Lastly, there are specialists who use this technology to offer smart beds. Data collected shows if a bed is available or in use. It also has other helpful functions such as alerting porters that a bed needs changing. Having this visibility over bed occupancy on wards can drive down the number of patients sat out in corridors waiting for a bed.

3. Asset tracking medical equipment

It’s not hard for medical equipment to go missing, but asset tracking makes it much easy to find. Sensors on regularly used medical equipment share its real-time location to an asset tracking app.

Nurses can search for equipment on a device (usually a tablet or softphone) and the app will tell them where it is. Research shows nurses currently spend an hour or more every shift looking for lost medical gear, such as heart rate, blood pressure, or vital signs monitoring equipment.

So, making things easier to find could have several benefits. Nurses have a better working experience with less frustration and patients are treated faster with less waiting.

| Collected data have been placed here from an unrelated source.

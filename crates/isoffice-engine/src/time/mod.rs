//! Frame timing.
//!
//! One `FrameClock` per window; call `tick()` once per presented frame.

mod frame_clock;

pub use frame_clock::{FrameClock, FrameTime};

Meanwhile the hospital saves money because it doesn’t need to replace lost equipment as regularly.

4. Staff and patient tracking

Tracking people in healthcare can provide stronger safety measures and greater autonomy for both patients and staff.

Patient tracking usually involves wearable devices, like a wristband with a sensor in it or AI-powered CCTV which is able to identify people. This technology is already used in some UK maternity wards to protect and keep track of newborn babies.

Tracking can also be used for vulnerable in-patients like those with brain injuries or dementia. For example, AI-CCTV can alert staff if patients accidentally wonder off-premises, and a sensor-embedded wristband can show their location.

Wristbands are also useful because they sense falls and automatically alert staff. Creating this visibility means nurses can give patients more breathing room in the knowledge that they will know immediately if they need to rush to a patient’s bedside.

5. Wayfinding

Smart wayfinding technology helps patients (and staff) to navigate hospitals and their many corridors.

Of course, generic navigation apps can show patients how to get to hospital buildings, but they don’t show how to get from ward to ward once you’re inside. Wayfinding technology does this, and it’s also able to personalise the journey based on patient information.

For example, if a patient needs to travel to somewhere else in the hospital, wayfinding technology can show them a route that’s most accessible to their wheelchair or a route with frequent toilet stops.

Behind the scenes, wayfinding supports the asset tracking technology we covered earlier. It’s this technology that shows nurses where their requested equipment is and how to get there.

Using smart ward technologies together

Different smart technologies bring different benefits to hospital wards. What you invest in will depend on your staff and patient’s needs as well your budget and goals.

You might decide to deploy one piece of high-value smart tech or you could choose multiple smart technologies that combine to bring value (such as asset tracking and wayfinding).

In this blog, we’ve focused on the end-user benefits that smart wards can bring. However, you’ll also need to think about how you can make these technologies work together by integrating them into a wider information system. That means connecting smart lighting, occupancy monitoring, and asset tracking to the same network and systems.

You’ll also need to make sure any patient data collected from sensors and IoT devices are analysed securely, which means having strong network and IoT security. This might seem like a big task but it can hold rewards for your Trust’s entire medical service and reduce the burden on staff.

So right now is an exciting time for digital teams. Trusts have an opportunity to create a ward environment that adapts to patients and staff, improving experiences and aiding recovery while also supporting operational resilience and energy efficiency.